2. Purchase discount points
Purchasing discount points can help homebuyers lower their interest rates during negotiations. For every point you buy, you’ll knock a small percentage off your annual interest rate. In exchange, you’ll pay between one and two percent of the mortgage in the form of upfront closing costs. However, the availability and mortgage interest rate reduction power of points varies by lender.
3. Refinance interest rates
Refinancing your mortgage is the primary way to lower your interest rate after closing. In other words, you’ll buy out your old mortgage in favor of a new one with better terms.
However, refinancing carries the same closing costs as initially agreeing to your first mortgage, such as appraisal, origination, and title insurance fees. As such, refinancing may not be worth it if your interest rate drops by less than one percent.
4. Refinance term length
Refinancing your term length may also make your interest rate drop. For instance, fifteen-year mortgages usually carry lower rates than thirty-year mortgages. As such, refinancing your term can save you thousands in interest, though your monthly payments will rise drastically.
5. Loan modification
If you’re wondering, “Can I lower my mortgage interest payment without refinancing?” the answer is yes! However, it’s not ideal. This option is known as a loan modification or a mortgage modification.

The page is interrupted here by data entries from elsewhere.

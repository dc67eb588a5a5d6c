//! Quoted CSV serialization for the statutory reports.
//!
//! The format is fixed: a header row of named columns, every field (headers
//! included) double-quoted, fields joined by commas, rows joined by
//! newlines. Numeric fields render as plain decimal text.

use rust_decimal::Decimal;

use crate::calculation::MonthSpan;
use crate::models::{EsiReport, PfReport};

const PF_HEADER: [&str; 9] = [
    "Employee No",
    "Name",
    "PF Number",
    "Days Present",
    "PF Basic",
    "Employee Contribution",
    "Employer EPF",
    "Employer EPS",
    "Total Employer Contribution",
];

const ESI_HEADER: [&str; 8] = [
    "Employee No",
    "Name",
    "ESI Number",
    "Days Present",
    "Gross Earnings",
    "Employee ESI",
    "Employer ESI",
    "Total ESI",
];

/// Serializes a PF report to CSV text.
pub fn pf_report_csv(report: &PfReport) -> String {
    let rows = report.rows.iter().map(|row| {
        vec![
            row.employee_id.clone(),
            row.name.clone(),
            row.pf_number.clone(),
            decimal_text(row.days_present),
            decimal_text(row.pf_basic),
            decimal_text(row.employee_contribution),
            decimal_text(row.employer_epf),
            decimal_text(row.employer_eps),
            decimal_text(row.employer_total),
        ]
    });
    render(&PF_HEADER, rows)
}

/// Serializes an ESI report to CSV text.
pub fn esi_report_csv(report: &EsiReport) -> String {
    let rows = report.rows.iter().map(|row| {
        vec![
            row.employee_id.clone(),
            row.name.clone(),
            row.esi_number.clone(),
            decimal_text(row.days_present),
            decimal_text(row.gross_earnings),
            decimal_text(row.employee_esi),
            decimal_text(row.employer_esi),
            decimal_text(row.total_esi),
        ]
    });
    render(&ESI_HEADER, rows)
}

/// The download filename for a report: `{report_type}_report_{YYYY-MM}.csv`.
///
/// # Example
///
/// ```
/// use payroll_engine::calculation::MonthSpan;
/// use payroll_engine::export::report_filename;
///
/// let span = MonthSpan::parse("2024-02").unwrap();
/// assert_eq!(report_filename("pf", &span), "pf_report_2024-02.csv");
/// ```
pub fn report_filename(report_type: &str, span: &MonthSpan) -> String {
    format!("{report_type}_report_{span}.csv")
}

fn render(header: &[&str], rows: impl Iterator<Item = Vec<String>>) -> String {
    let mut lines = Vec::new();
    lines.push(render_row(header.iter().map(|field| (*field).to_string())));
    for row in rows {
        lines.push(render_row(row.into_iter()));
    }
    lines.join("\n")
}

fn render_row(fields: impl Iterator<Item = String>) -> String {
    fields
        .map(|field| quote(&field))
        .collect::<Vec<_>>()
        .join(",")
}

/// Double-quotes a field, doubling any embedded quote.
fn quote(field: &str) -> String {
    format!("\"{}\"", field.replace('"', "\"\""))
}

/// Renders a decimal as plain text, trailing zeros stripped.
fn decimal_text(value: Decimal) -> String {
    value.normalize().to_string()
}

#[cfg(test)]
mod tests {
    use super::*;
    use crate::models::{EsiLineItem, PfLineItem};
    use chrono::Utc;
    use std::str::FromStr;

    fn dec(s: &str) -> Decimal {
        Decimal::from_str(s).unwrap()
    }

    fn pf_report() -> PfReport {
        PfReport {
            month: "2024-02".to_string(),
            generated_at: Utc::now(),
            rows: vec![PfLineItem {
                employee_id: "EMP001".to_string(),
                name: "Asha Verma".to_string(),
                pf_number: "PF/4821".to_string(),
                days_present: dec("25"),
                pf_basic: dec("300600"),
                employee_contribution: dec("1800"),
                employer_epf: dec("25040"),
                employer_eps: dec("11032"),
                employer_total: dec("36072"),
            }],
        }
    }

    /// CSV-001: every field is double-quoted, rows newline-joined
    #[test]
    fn test_pf_csv_shape() {
        let csv = pf_report_csv(&pf_report());
        let lines: Vec<&str> = csv.split('\n').collect();

        assert_eq!(lines.len(), 2);
        assert_eq!(
            lines[0],
            "\"Employee No\",\"Name\",\"PF Number\",\"Days Present\",\"PF Basic\",\
             \"Employee Contribution\",\"Employer EPF\",\"Employer EPS\",\
             \"Total Employer Contribution\""
        );
        assert_eq!(
            lines[1],
            "\"EMP001\",\"Asha Verma\",\"PF/4821\",\"25\",\"300600\",\"1800\",\"25040\",\"11032\",\"36072\""
        );
    }

    /// CSV-002: embedded quotes are doubled
    #[test]
    fn test_embedded_quotes_are_doubled() {
        let mut report = pf_report();
        report.rows[0].name = "Asha \"Ash\" Verma".to_string();

        let csv = pf_report_csv(&report);
        assert!(csv.contains("\"Asha \"\"Ash\"\" Verma\""));
    }

    /// CSV-003: decimals render without trailing zeros
    #[test]
    fn test_decimal_fields_are_normalized() {
        let mut report = pf_report();
        report.rows[0].days_present = dec("25.0");

        let csv = pf_report_csv(&report);
        assert!(csv.contains("\"25\""));
        assert!(!csv.contains("\"25.0\""));
    }

    #[test]
    fn test_esi_csv_shape() {
        let report = EsiReport {
            month: "2024-02".to_string(),
            generated_at: Utc::now(),
            rows: vec![EsiLineItem {
                employee_id: "EMP001".to_string(),
                name: "Asha Verma".to_string(),
                esi_number: "ESI/1197".to_string(),
                days_present: dec("21"),
                gross_earnings: dec("10080"),
                employee_esi: dec("76"),
                employer_esi: dec("328"),
                total_esi: dec("404"),
            }],
        };

        let csv = esi_report_csv(&report);
        let lines: Vec<&str> = csv.split('\n').collect();
        assert_eq!(lines.len(), 2);
        assert!(lines[0].starts_with("\"Employee No\",\"Name\",\"ESI Number\""));
        assert_eq!(
            lines[1],
            "\"EMP001\",\"Asha Verma\",\"ESI/1197\",\"21\",\"10080\",\"76\",\"328\",\"404\""
        );
    }

    #[test]
    fn test_report_filenames() {
        let span = MonthSpan::parse("2024-02").unwrap();
        assert_eq!(report_filename("pf", &span), "pf_report_2024-02.csv");
        assert_eq!(report_filename("esi", &span), "esi_report_2024-02.csv");
    }

    #[test]
    fn test_fractional_days_render_as_decimal_text() {
        let mut report = pf_report();
        report.rows[0].days_present = dec("21.5");

        let csv = pf_report_csv(&report);
        assert!(csv.contains("\"21.5\""));
    }
}
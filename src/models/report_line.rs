//! Derived payroll report rows.
//!
//! Line items are ephemeral: computed from one [`Employee`](super::Employee)
//! and one [`MonthlyStats`](super::MonthlyStats) pair, held only for the
//! duration of an export, never persisted.

use chrono::{DateTime, Utc};
use rust_decimal::Decimal;
use serde::{Deserialize, Serialize};

/// One row of the Provident Fund report.
#[derive(Debug, Clone, PartialEq, Serialize, Deserialize)]
pub struct PfLineItem {
    /// Employee number.
    pub employee_id: String,
    /// Employee name.
    pub name: String,
    /// PF account number.
    pub pf_number: String,
    /// Days present in the selected month.
    pub days_present: Decimal,
    /// PF-eligible gross: earned basic + earned DA + overtime amount.
    pub pf_basic: Decimal,
    /// Employee contribution: 12% of PF basic, capped at the statutory ceiling.
    pub employee_contribution: Decimal,
    /// Employer EPF sub-component (8.33%).
    pub employer_epf: Decimal,
    /// Employer EPS sub-component (3.67%).
    pub employer_eps: Decimal,
    /// Total employer contribution (EPF + EPS).
    pub employer_total: Decimal,
}

/// One row of the Employee State Insurance report.
#[derive(Debug, Clone, PartialEq, Serialize, Deserialize)]
pub struct EsiLineItem {
    /// Employee number.
    pub employee_id: String,
    /// Employee name.
    pub name: String,
    /// ESI account number.
    pub esi_number: String,
    /// Days present in the selected month.
    pub days_present: Decimal,
    /// Gross earnings: earned basic + earned DA + overtime amount.
    pub gross_earnings: Decimal,
    /// Employee ESI contribution (0.75%, zero above the exemption threshold).
    pub employee_esi: Decimal,
    /// Employer ESI contribution (3.25%, zero above the exemption threshold).
    pub employer_esi: Decimal,
    /// Total ESI (employee + employer).
    pub total_esi: Decimal,
}

/// The figures printed on one employee's payslip for one month.
///
/// The payslip block deliberately uses formulas that differ from the PF and
/// ESI reports (monthly gross instead of attendance-prorated earnings, an
/// OT-free PF base, no ESI exemption threshold); the drift is preserved
/// per component for output compatibility.
#[derive(Debug, Clone, PartialEq, Serialize, Deserialize)]
pub struct PayslipFigures {
    /// Employee number.
    pub employee_id: String,
    /// Employee name.
    pub name: String,
    /// Job position, printed in the employee-info strip.
    pub position: String,
    /// PF account number, printed in the footer.
    pub pf_number: String,
    /// ESI account number, printed in the footer.
    pub esi_number: String,
    /// Earnings: Basic+DA line, the monthly gross.
    pub basic_da: Decimal,
    /// Earnings: house rent allowance.
    pub hra: Decimal,
    /// Earnings: conveyance, always zero.
    pub conveyance: Decimal,
    /// Earnings: other allowances.
    pub other_allowances: Decimal,
    /// Earnings: overtime amount.
    pub ot_amount: Decimal,
    /// Deductions: Provident Fund.
    pub pf: Decimal,
    /// Deductions: Employee State Insurance.
    pub esi: Decimal,
    /// Deductions: salary advance, always zero.
    pub advance: Decimal,
    /// Deductions: food, always zero on the payslip.
    pub food: Decimal,
    /// Deductions: other, always zero.
    pub other_deductions: Decimal,
    /// Net pay: monthly gross + overtime − (PF + ESI).
    pub net_pay: Decimal,
}

/// The Provident Fund report for one month.
#[derive(Debug, Clone, PartialEq, Serialize, Deserialize)]
pub struct PfReport {
    /// The selected month, formatted as `YYYY-MM`.
    pub month: String,
    /// When the report was generated.
    pub generated_at: DateTime<Utc>,
    /// One row per qualifying employee.
    pub rows: Vec<PfLineItem>,
}

/// The Employee State Insurance report for one month.
#[derive(Debug, Clone, PartialEq, Serialize, Deserialize)]
pub struct EsiReport {
    /// The selected month, formatted as `YYYY-MM`.
    pub month: String,
    /// When the report was generated.
    pub generated_at: DateTime<Utc>,
    /// One row per qualifying employee.
    pub rows: Vec<EsiLineItem>,
}

#[cfg(test)]
mod tests {
    use super::*;
    use std::str::FromStr;

    fn dec(s: &str) -> Decimal {
        Decimal::from_str(s).unwrap()
    }

    #[test]
    fn test_pf_line_item_serializes_decimals_as_strings() {
        let line = PfLineItem {
            employee_id: "EMP001".to_string(),
            name: "Asha Verma".to_string(),
            pf_number: "PF/4821".to_string(),
            days_present: dec("25"),
            pf_basic: dec("300600"),
            employee_contribution: dec("1800"),
            employer_epf: dec("25040"),
            employer_eps: dec("11032"),
            employer_total: dec("36072"),
        };

        let json = serde_json::to_string(&line).unwrap();
        assert!(json.contains("\"pf_basic\":\"300600\""));
        assert!(json.contains("\"employee_contribution\":\"1800\""));

        let back: PfLineItem = serde_json::from_str(&json).unwrap();
        assert_eq!(back, line);
    }

    #[test]
    fn test_esi_report_round_trip() {
        let report = EsiReport {
            month: "2024-02".to_string(),
            generated_at: "2024-03-01T09:30:00Z".parse().unwrap(),
            rows: vec![EsiLineItem {
                employee_id: "EMP001".to_string(),
                name: "Asha Verma".to_string(),
                esi_number: "ESI/1197".to_string(),
                days_present: dec("21"),
                gross_earnings: dec("10080"),
                employee_esi: dec("76"),
                employer_esi: dec("328"),
                total_esi: dec("404"),
            }],
        };

        let json = serde_json::to_string(&report).unwrap();
        let back: EsiReport = serde_json::from_str(&json).unwrap();
        assert_eq!(back, report);
    }
}
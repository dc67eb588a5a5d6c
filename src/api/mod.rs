//! HTTP API module for the payroll engine.
//!
//! This module provides the REST endpoints for generating monthly
//! statutory reports, payslip documents, and attendance summaries.

mod handlers;
mod request;
mod response;
mod state;

pub use handlers::create_router;
pub use request::{PayslipRequest, ReportRequest, SummaryRequest};
pub use response::{ApiError, SummaryResponse};
pub use state::AppState;
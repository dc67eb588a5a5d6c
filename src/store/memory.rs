//! In-memory store implementation.

use std::sync::RwLock;

use crate::calculation::MonthSpan;
use crate::error::{EngineError, EngineResult};
use crate::models::{AttendanceRecord, Branch, Employee};

use super::AttendanceStore;

/// An in-memory [`AttendanceStore`] for tests, benches, and embedders.
#[derive(Debug, Default)]
pub struct MemoryStore {
    inner: RwLock<Inner>,
}

#[derive(Debug, Default)]
struct Inner {
    employees: Vec<Employee>,
    branches: Vec<Branch>,
    records: Vec<AttendanceRecord>,
}

impl MemoryStore {
    /// Creates an empty store.
    pub fn new() -> Self {
        Self::default()
    }

    /// Adds an employee to the store.
    pub fn insert_employee(&self, employee: Employee) -> EngineResult<()> {
        self.write()?.employees.push(employee);
        Ok(())
    }

    /// Adds a branch to the store.
    pub fn insert_branch(&self, branch: Branch) -> EngineResult<()> {
        self.write()?.branches.push(branch);
        Ok(())
    }

    /// Adds an attendance record to the store.
    pub fn insert_record(&self, record: AttendanceRecord) -> EngineResult<()> {
        self.write()?.records.push(record);
        Ok(())
    }

    fn read(&self) -> EngineResult<std::sync::RwLockReadGuard<'_, Inner>> {
        self.inner.read().map_err(|_| EngineError::Storage {
            message: "store lock poisoned".to_string(),
        })
    }

    fn write(&self) -> EngineResult<std::sync::RwLockWriteGuard<'_, Inner>> {
        self.inner.write().map_err(|_| EngineError::Storage {
            message: "store lock poisoned".to_string(),
        })
    }
}

impl AttendanceStore for MemoryStore {
    fn fetch_attendance(
        &self,
        employee_id: Option<&str>,
        span: &MonthSpan,
    ) -> EngineResult<Vec<AttendanceRecord>> {
        let inner = self.read()?;
        let mut rows: Vec<AttendanceRecord> = inner
            .records
            .iter()
            .filter(|record| span.contains(record.date))
            .filter(|record| {
                employee_id.is_none_or(|id| record.employee_id == id)
            })
            .cloned()
            .collect();
        rows.sort_by(|a, b| b.date.cmp(&a.date));
        Ok(rows)
    }

    fn fetch_employees(&self, branch_id: Option<&str>) -> EngineResult<Vec<Employee>> {
        let inner = self.read()?;
        Ok(inner
            .employees
            .iter()
            .filter(|employee| {
                branch_id.is_none_or(|id| employee.branch_id.as_deref() == Some(id))
            })
            .cloned()
            .collect())
    }

    fn fetch_branches(&self) -> EngineResult<Vec<Branch>> {
        Ok(self.read()?.branches.clone())
    }
}
//! Payroll derivation logic.
//!
//! This module contains the month selector and the pure derivation
//! functions that turn one employee's monthly statistics and static salary
//! fields into PF, ESI, and payslip figures, including the monetary
//! rounding rule they all share.

mod earnings;
mod esi;
mod money;
mod month_span;
mod payslip;
mod pf;

pub use earnings::{EarnedPay, calculate_earnings};
pub use esi::{build_esi_report, derive_esi_line};
pub use money::round_money;
pub use month_span::MonthSpan;
pub use payslip::derive_payslip;
pub use pf::{build_pf_report, derive_pf_line};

During a mortgage modification, a lender may restructure your loan by enacting the following changes:
- Lowering your interest rate
- Extending your term
- Reducing the principal balance
- Switching from an ARM to a fixed-rate mortgage
But loan modifications are typically only available to borrowers who are struggling financially. Additionally, modifications can negatively impact your credit score.
3 ways to lower your mortgage payment
Once you’re locked into a mortgage, it’s unusual to see your interest rate drop without refinancing. Lowering your monthly payments is another story in and of itself.
Cancel your mortgage insurance
If your down payment is less than twenty percent of the sale price of your home, your lender might require you to pay private mortgage insurance (PMI). But once you reach an equity of twenty percent, you can request to drop your PMI for good.
Mortgage forbearance lets you temporarily pause or lower your payments. This allows struggling homeowners to keep their accounts in good standing while they get back on their feet. However, you’ll still be responsible for any and all of your missed payments.
Make biweekly payments
If you want to lower the total cost of your mortgage, you can try paying half of your payment biweekly. The math is simple.
Every year has 12 months. But if you pay biweekly for 52 weeks, you’ll make 26 half payments, or 13 full payments, within the same period. With a thirty-year mortgage, that can cut up to four years off of your term!
We can’t lower your rate, but we can help you build a safety net!
Learning how to lower mortgage interest rates can save you thousands of dollars. But instead of blowing your savings on a new pool, why not build a financial safety net with MoneyLion? Whether you want a backup for good times, bad times, or “It’s home improvement!” times, we’ve got your back with our RoarMoneySM banking account, 0% APR InstacashSM loans, and other financial assistance tools!
How are mortgage rates set?
Inflation, economic health, and job growth all factor into baseline mortgage rates. Your credit score, lender, down payment, and loan amount may also affect your rate.
How do I compare current mortgage rates?
Many personal finance, banking, and lending websites offer comparison tools for prospective homebuyers. You can also call different lenders to get personalized quotes.
Is mortgage interest deductible?
After the 2017 Tax Cuts and Jobs Act, homeowners can write off itemized interest payments on the first $750,000 of their mortgage.
Can I lower my mortgage interest rate without refinancing?
You can, but you may have to prove financial hardship to qualify.
Will refinancing lower my payments?
Refinancing can lower your interest rate, payments, or both.